This week’s capture is a big one but it also summarizes all of the key concepts/tools of the book! Here is the blueprint for getting meaningful results from your meetings and helping your team progress from Forming to Performing.
Every meeting must have an agenda. I love her guidance for what to do when you receive an invite without an agenda, Tabaka recommends asking, “Are there any items I need to read or prepare prior to the meeting in order to be prepared?”
Every meeting must have a purpose. Why are we meeting? Do we have the right people? Do they know what they are expected to contribute to the meeting?
Maintain a list of Action Items. I am moving this one up as I think it is critical. Remember, Action Items must have an owner (who must be present to accept it) and a due date.
Maintain a Parking Lot for conversations that are not specific to the agenda/purpose. Meetings go off on tangents. Using a Parking Lot helps to get meetings back on track. Make sure the Team agrees with putting items in the Parking Lot. It should not be one person making the decision.
A technique that goes along with using a Parking Lot is recognizing when meetings get off track and asking: “Is this discussion still around the purpose of the meeting?” Don’t be a jerk about it though. :) Sometimes we discover something different we need to discuss BEFORE we get to the current topic. Sometimes we need to fully re-set, take a pause and even set up a separate meeting. It’s ok.
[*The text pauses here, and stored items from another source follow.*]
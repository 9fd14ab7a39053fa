//! Probe and transcode process invocation

use std::path::{Path, PathBuf};
use std::process::Stdio;
use std::sync::Arc;

use tokio::io::AsyncWriteExt;
use tokio::process::Command;
use tracing::{debug, warn};

use crate::engine::progress::feed_progress;
use crate::engine::ProgressSink;
use crate::error::{LossCutError, LossCutResult};
use crate::ports::CommandLog;

/// Which engine binary an invocation targets
#[derive(Debug, Clone, Copy, PartialEq, Eq)]
pub enum BinaryKind {
    /// Read-only metadata inspection
    Probe,
    /// Muxing/trimming work
    Transcode,
}

impl BinaryKind {
    fn base_name(self) -> &'static str {
        match self {
            BinaryKind::Probe => "ffprobe",
            BinaryKind::Transcode => "ffmpeg",
        }
    }
}

/// Captured output of a successful engine invocation
#[derive(Debug)]
pub struct EngineOutput {
    pub stdout: Vec<u8>,
    pub stderr: Vec<u8>,
}

/// Invokes the external engine binaries and captures their output
///
/// One call is one process; there are no retries here. Callers decide
/// whether a failed invocation is worth repeating.
pub struct ProcessRunner {
    tool_dir: Option<PathBuf>,
    command_log: Arc<dyn CommandLog>,
}

impl ProcessRunner {
    pub fn new(tool_dir: Option<PathBuf>, command_log: Arc<dyn CommandLog>) -> Self {
        Self {
            tool_dir,
            command_log,
        }
    }

    /// Resolve the executable path for one binary on this host
    ///
    /// With a tool directory configured, binaries live in a per-OS
    /// subdirectory; otherwise the bare name is resolved through `PATH`.
    fn binary_path(&self, kind: BinaryKind) -> LossCutResult<PathBuf> {
        let (subdir, suffix) = match std::env::consts::OS {
            "linux" => ("linux", ""),
            "macos" => ("darwin", ""),
            "windows" => ("win32", ".exe"),
            other => {
                return Err(LossCutError::Configuration {
                    platform: other.to_string(),
                })
            }
        };
        let file_name = format!("{}{}", kind.base_name(), suffix);
        Ok(match &self.tool_dir {
            Some(dir) => dir.join(subdir).join(file_name),
            None => PathBuf::from(file_name),
        })
    }

    /// Run one engine invocation to completion, capturing its output
    pub async fn run(&self, kind: BinaryKind, args: &[String]) -> LossCutResult<EngineOutput> {
        let program = self.binary_path(kind)?;
        self.command_log.log_command(&render_command(&program, args));

        let output = Command::new(&program)
            .args(args)
            .stdin(Stdio::null())
            .stdout(Stdio::piped())
            .stderr(Stdio::piped())
            .output()
            .await?;

        if !output.status.success() {
            return Err(LossCutError::Process {
                binary: kind.base_name().to_string(),
                status: output.status.code().unwrap_or(-1),
                stderr: stderr_excerpt(&output.stderr),
            });
        }

        Ok(EngineOutput {
            stdout: output.stdout,
            stderr: output.stderr,
        })
    }

    /// Spawn a transcode and stream its status lines into a progress sink
    ///
    /// `stdin_payload` feeds process stdin when given (concat listings);
    /// progress reporting is best-effort and never fails the invocation.
    pub async fn run_transcode_streaming(
        &self,
        args: &[String],
        stdin_payload: Option<Vec<u8>>,
        segment_duration: f64,
        progress: &ProgressSink,
    ) -> LossCutResult<()> {
        let program = self.binary_path(BinaryKind::Transcode)?;
        self.command_log.log_command(&render_command(&program, args));

        let mut child = Command::new(&program)
            .args(args)
            .stdin(if stdin_payload.is_some() {
                Stdio::piped()
            } else {
                Stdio::null()
            })
            .stdout(Stdio::null())
            .stderr(Stdio::piped())
            // Dropping an in-flight cut terminates the engine; the partial
            // output is left behind as a recoverable abort.
            .kill_on_drop(true)
            .spawn()?;

        if let (Some(payload), Some(mut stdin)) = (stdin_payload, child.stdin.take()) {
            stdin.write_all(&payload).await?;
            stdin.shutdown().await?;
            drop(stdin);
        }

        let stderr_tail = match child.stderr.take() {
            Some(stderr) => feed_progress(stderr, segment_duration, progress).await,
            None => {
                warn!("transcode stderr was not captured; progress unavailable");
                String::new()
            }
        };

        let status = child.wait().await?;
        if !status.success() {
            return Err(LossCutError::Process {
                binary: BinaryKind::Transcode.base_name().to_string(),
                status: status.code().unwrap_or(-1),
                stderr: stderr_tail,
            });
        }

        debug!("transcode finished: {}", args.join(" "));
        Ok(())
    }
}

/// Shell-quoted rendering of an invocation for the diagnostic log
pub fn render_command(program: &Path, args: &[String]) -> String {
    std::iter::once(program.display().to_string())
        .chain(args.iter().cloned())
        .map(|arg| quote_arg(&arg))
        .collect::<Vec<_>>()
        .join(" ")
}

/// Single-quote any argument containing characters outside `[0-9A-Za-z_-]`
fn quote_arg(arg: &str) -> String {
    let safe = !arg.is_empty()
        && arg
            .chars()
            .all(|c| c.is_ascii_alphanumeric() || c == '_' || c == '-');
    if safe {
        arg.to_string()
    } else {
        format!("'{}'", arg.replace('\'', "'\\''"))
    }
}

fn stderr_excerpt(stderr: &[u8]) -> String {
    let text = String::from_utf8_lossy(stderr);
    let lines: Vec<&str> = text.lines().rev().take(8).collect();
    lines.into_iter().rev().collect::<Vec<_>>().join("\n")
}
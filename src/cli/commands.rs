//! Command implementations

use std::path::{Path, PathBuf};
use std::sync::atomic::{AtomicU64, Ordering};
use std::sync::Arc;

use anyhow::{bail, Context, Result};
use tracing::info;

use crate::batch::{BatchParams, Coordinator, CutSegment, MergeParams};
use crate::cli::args::{CutArgs, ExtractArgs, MergeArgs, ProbeArgs};
use crate::config::Config;
use crate::engine::{ProcessRunner, ProgressSink};
use crate::error::LossCutResult;
use crate::format::{default_extension, detect_format_for};
use crate::planner::{resolve_boundary, Direction, StreamSelection};
use crate::ports::{FsTimestampCarrier, FsTrashSink, TracingCommandLog};
use crate::probe::{probe_media, read_frames, MediaInfo, DEFAULT_WINDOW_SECS};
use crate::streams::extract_streams;
use crate::utils::path::merge_output_path;
use crate::utils::time::parse_time;

/// Stream selector used when snapping cut points to keyframes
const VIDEO_SELECTOR: &str = "v:0";

fn build_runner(tool_dir: Option<PathBuf>, config: &Config) -> Arc<ProcessRunner> {
    let tool_dir = tool_dir.or_else(|| config.tool_dir.clone());
    Arc::new(ProcessRunner::new(tool_dir, Arc::new(TracingCommandLog)))
}

fn build_coordinator(runner: Arc<ProcessRunner>) -> Coordinator {
    Coordinator::new(runner, Arc::new(FsTimestampCarrier), Arc::new(FsTrashSink))
}

/// Progress sink logging whole-percent changes of the aggregate fraction
fn console_progress() -> ProgressSink {
    let last_percent = AtomicU64::new(u64::MAX);
    Arc::new(move |fraction| {
        let percent = (fraction * 100.0).round() as u64;
        if last_percent.swap(percent, Ordering::Relaxed) != percent {
            info!("progress: {}%", percent);
        }
    })
}

/// Resolve output container and file extension for a probed source
async fn negotiate_output_format(info: &MediaInfo) -> LossCutResult<(String, String)> {
    let container = detect_format_for(info).await?;
    let extension = default_extension(&container);
    Ok((container, extension))
}

/// Snap one segment's boundaries onto valid stream-copy cut points
async fn snap_segment(
    runner: &ProcessRunner,
    path: &Path,
    source_duration: f64,
    segment: CutSegment,
) -> LossCutResult<CutSegment> {
    let mut snapped = segment;
    if segment.cut_from > 0.0 {
        let frames = read_frames(
            runner,
            path,
            Some(segment.cut_from),
            DEFAULT_WINDOW_SECS,
            VIDEO_SELECTOR,
        )
        .await?;
        snapped.cut_from =
            resolve_boundary(&frames, segment.cut_from, Direction::Next)?.apply_to(segment.cut_from);
    }
    if segment.cut_to < source_duration {
        let frames = read_frames(
            runner,
            path,
            Some(segment.cut_to),
            DEFAULT_WINDOW_SECS,
            VIDEO_SELECTOR,
        )
        .await?;
        snapped.cut_to =
            resolve_boundary(&frames, segment.cut_to, Direction::Prev)?.apply_to(segment.cut_to);
    }
    if snapped != segment {
        info!(
            "snapped segment {}s..{}s to {}s..{}s",
            segment.cut_from, segment.cut_to, snapped.cut_from, snapped.cut_to
        );
    }
    Ok(snapped)
}

/// Execute the cut command
pub async fn cut(args: CutArgs, tool_dir: Option<PathBuf>, config: &Config) -> Result<()> {
    if args.from.len() != args.to.len() {
        bail!(
            "every --from needs a matching --to ({} vs {})",
            args.from.len(),
            args.to.len()
        );
    }

    let runner = build_runner(tool_dir, config);
    let info = probe_media(&runner, &args.input)
        .await
        .context("Failed to probe input file")?;
    let (output_format, file_extension) = negotiate_output_format(&info).await?;
    info!(
        "probed {}: {:.3}s, {} streams, output container {}",
        args.input.display(),
        info.duration,
        info.streams.len(),
        output_format
    );

    let mut segments = Vec::with_capacity(args.from.len());
    for (from, to) in args.from.iter().zip(&args.to) {
        segments.push(CutSegment {
            cut_from: parse_time(from)?,
            cut_to: parse_time(to)?,
        });
    }

    let keyframe_cut = !args.precise && config.keyframe_cut;
    if keyframe_cut && info.first_video_stream().is_some() {
        let mut snapped = Vec::with_capacity(segments.len());
        for segment in segments {
            snapped.push(snap_segment(&runner, &args.input, info.duration, segment).await?);
        }
        segments = snapped;
    }

    let stream_ids = if args.streams.is_empty() {
        info.stream_indexes()
    } else {
        args.streams.clone()
    };
    let params = BatchParams {
        source: args.input.clone(),
        source_duration: info.duration,
        output_format,
        file_extension,
        selections: vec![StreamSelection {
            source_path: args.input.clone(),
            stream_ids,
        }],
        keyframe_cut,
        rotation: args.rotation,
        out_dir: args.out_dir.or_else(|| config.output_dir.clone()),
    };

    let coordinator = build_coordinator(runner);
    let outputs = coordinator
        .cut_multiple(&segments, &params, console_progress())
        .await
        .context("Cut batch failed")?;

    for output in &outputs {
        println!("{}", output.display());
    }
    Ok(())
}

/// Execute the merge command
pub async fn merge(args: MergeArgs, tool_dir: Option<PathBuf>, config: &Config) -> Result<()> {
    let runner = build_runner(tool_dir, config);

    let mut total_duration = 0.0;
    let mut first_info: Option<MediaInfo> = None;
    for input in &args.inputs {
        let info = probe_media(&runner, input)
            .await
            .with_context(|| format!("Failed to probe {}", input.display()))?;
        total_duration += info.duration;
        if first_info.is_none() {
            first_info = Some(info);
        }
    }
    let first_info = first_info.context("merge requires at least one input")?;
    let (output_format, file_extension) = negotiate_output_format(&first_info).await?;

    let out_dir = args.out_dir.or_else(|| config.output_dir.clone());
    let params = MergeParams {
        paths: args.inputs.clone(),
        total_duration,
        output_format,
        output_path: merge_output_path(&args.inputs[0], out_dir.as_deref(), &file_extension),
        include_all_streams: args.all_streams,
    };
    info!(
        "merging {} files ({:.3}s) into {}",
        params.paths.len(),
        total_duration,
        params.output_path.display()
    );

    let coordinator = build_coordinator(runner);
    let progress = console_progress();
    if args.auto_delete {
        coordinator.auto_merge(&params, &progress).await?;
    } else {
        coordinator.merge(&params, &progress).await?;
    }

    println!("{}", params.output_path.display());
    Ok(())
}

/// Execute the extract command
pub async fn extract(args: ExtractArgs, tool_dir: Option<PathBuf>, config: &Config) -> Result<()> {
    let runner = build_runner(tool_dir, config);
    let info = probe_media(&runner, &args.input)
        .await
        .context("Failed to probe input file")?;

    let out_dir = args.out_dir.or_else(|| config.output_dir.clone());
    let outputs = extract_streams(&runner, &info, out_dir.as_deref())
        .await
        .context("Stream extraction failed")?;

    for output in &outputs {
        println!("{}", output.display());
    }
    Ok(())
}

/// Execute the probe command
pub async fn probe(args: ProbeArgs, tool_dir: Option<PathBuf>, config: &Config) -> Result<()> {
    let runner = build_runner(tool_dir, config);
    let info = probe_media(&runner, &args.input)
        .await
        .context("Failed to probe input file")?;

    let json = serde_json::to_string_pretty(&info).context("Failed to serialize probe result")?;
    println!("{}", json);

    if args.frames {
        let around = args.around.as_deref().map(parse_time).transpose()?;
        let frames = read_frames(
            &runner,
            &args.input,
            around,
            DEFAULT_WINDOW_SECS,
            VIDEO_SELECTOR,
        )
        .await?;
        println!();
        for frame in &frames {
            println!(
                "{:>12.6}  {}",
                frame.time,
                if frame.keyframe { "K" } else { "-" }
            );
        }
        info!("listed {} frames", frames.len());
    }
    Ok(())
}
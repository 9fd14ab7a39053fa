//! Command-line argument definitions

use std::path::PathBuf;

use clap::Args;

/// Arguments for the cut command
#[derive(Args, Debug)]
pub struct CutArgs {
    /// Input video file path
    #[arg(short, long)]
    pub input: PathBuf,

    /// Segment start time (HH:MM:SS.ms, MM:SS.ms, or seconds); repeatable
    #[arg(long = "from", required = true)]
    pub from: Vec<String>,

    /// Segment end time, one per --from
    #[arg(long = "to", required = true)]
    pub to: Vec<String>,

    /// Trim after opening the inputs (frame-precise, slower)
    #[arg(long)]
    pub precise: bool,

    /// Only include these stream indexes (default: every probed stream)
    #[arg(long)]
    pub streams: Vec<usize>,

    /// Rotation metadata override for the first video stream (degrees)
    #[arg(long)]
    pub rotation: Option<u32>,

    /// Output directory (default: alongside the input)
    #[arg(long)]
    pub out_dir: Option<PathBuf>,
}

/// Arguments for the merge command
#[derive(Args, Debug)]
pub struct MergeArgs {
    /// Files to merge, in order; all must share one stream layout
    #[arg(required = true, num_args = 2..)]
    pub inputs: Vec<PathBuf>,

    /// Map every stream of the first input
    #[arg(long)]
    pub all_streams: bool,

    /// Discard the input segments after a successful merge
    #[arg(long)]
    pub auto_delete: bool,

    /// Output directory (default: alongside the first input)
    #[arg(long)]
    pub out_dir: Option<PathBuf>,
}

/// Arguments for the extract command
#[derive(Args, Debug)]
pub struct ExtractArgs {
    /// Input video file path
    #[arg(short, long)]
    pub input: PathBuf,

    /// Output directory (default: alongside the input)
    #[arg(long)]
    pub out_dir: Option<PathBuf>,
}

/// Arguments for the probe command
#[derive(Args, Debug)]
pub struct ProbeArgs {
    /// Input video file path
    #[arg(short, long)]
    pub input: PathBuf,

    /// Also list the frame timeline of the first video stream
    #[arg(long)]
    pub frames: bool,

    /// Restrict the frame listing to a window around this time
    #[arg(long, requires = "frames")]
    pub around: Option<String>,
}
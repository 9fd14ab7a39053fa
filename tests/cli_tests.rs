//! CLI surface smoke tests

use assert_cmd::Command;
use predicates::prelude::*;

#[test]
fn test_help_lists_commands() {
    Command::cargo_bin("losscut")
        .unwrap()
        .arg("--help")
        .assert()
        .success()
        .stdout(predicate::str::contains("cut"))
        .stdout(predicate::str::contains("merge"))
        .stdout(predicate::str::contains("extract"))
        .stdout(predicate::str::contains("probe"));
}

#[test]
fn test_version_flag() {
    Command::cargo_bin("losscut")
        .unwrap()
        .arg("--version")
        .assert()
        .success()
        .stdout(predicate::str::contains("losscut"));
}

#[test]
fn test_cut_requires_time_range() {
    Command::cargo_bin("losscut")
        .unwrap()
        .args(["cut", "-i", "video.mp4"])
        .assert()
        .failure()
        .stderr(predicate::str::contains("--from"));
}

#[test]
fn test_cut_rejects_unbalanced_ranges() {
    // The mismatch is rejected before any probe runs, so no engine binary
    // is needed here.
    Command::cargo_bin("losscut")
        .unwrap()
        .args([
            "cut", "-i", "missing.mp4", "--from", "1", "--from", "5", "--to", "3",
        ])
        .assert()
        .failure()
        .stderr(predicate::str::contains("matching --to"));
}

#[test]
fn test_merge_requires_two_inputs() {
    Command::cargo_bin("losscut")
        .unwrap()
        .args(["merge", "only-one.mp4"])
        .assert()
        .failure();
}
One of the techniques not captured in the grab above is to ask for a time check. This helps everyone re-focus on how they are using this meeting time. Are they addressing the purpose of the meeting? Are they working through the agenda items?
Lastly, Tabaka returns to perhaps the greatest tool in her toolbox: Using questions to seek clarification. Read the room. Is everyone engaged? How’s the mood? Are we having healthy discussion or are we arguing? Is the team participating in “collaborative participatory decision making?”
How about you? Have you found success using these tools? Are you seeing challenges with getting your Team to collaborate?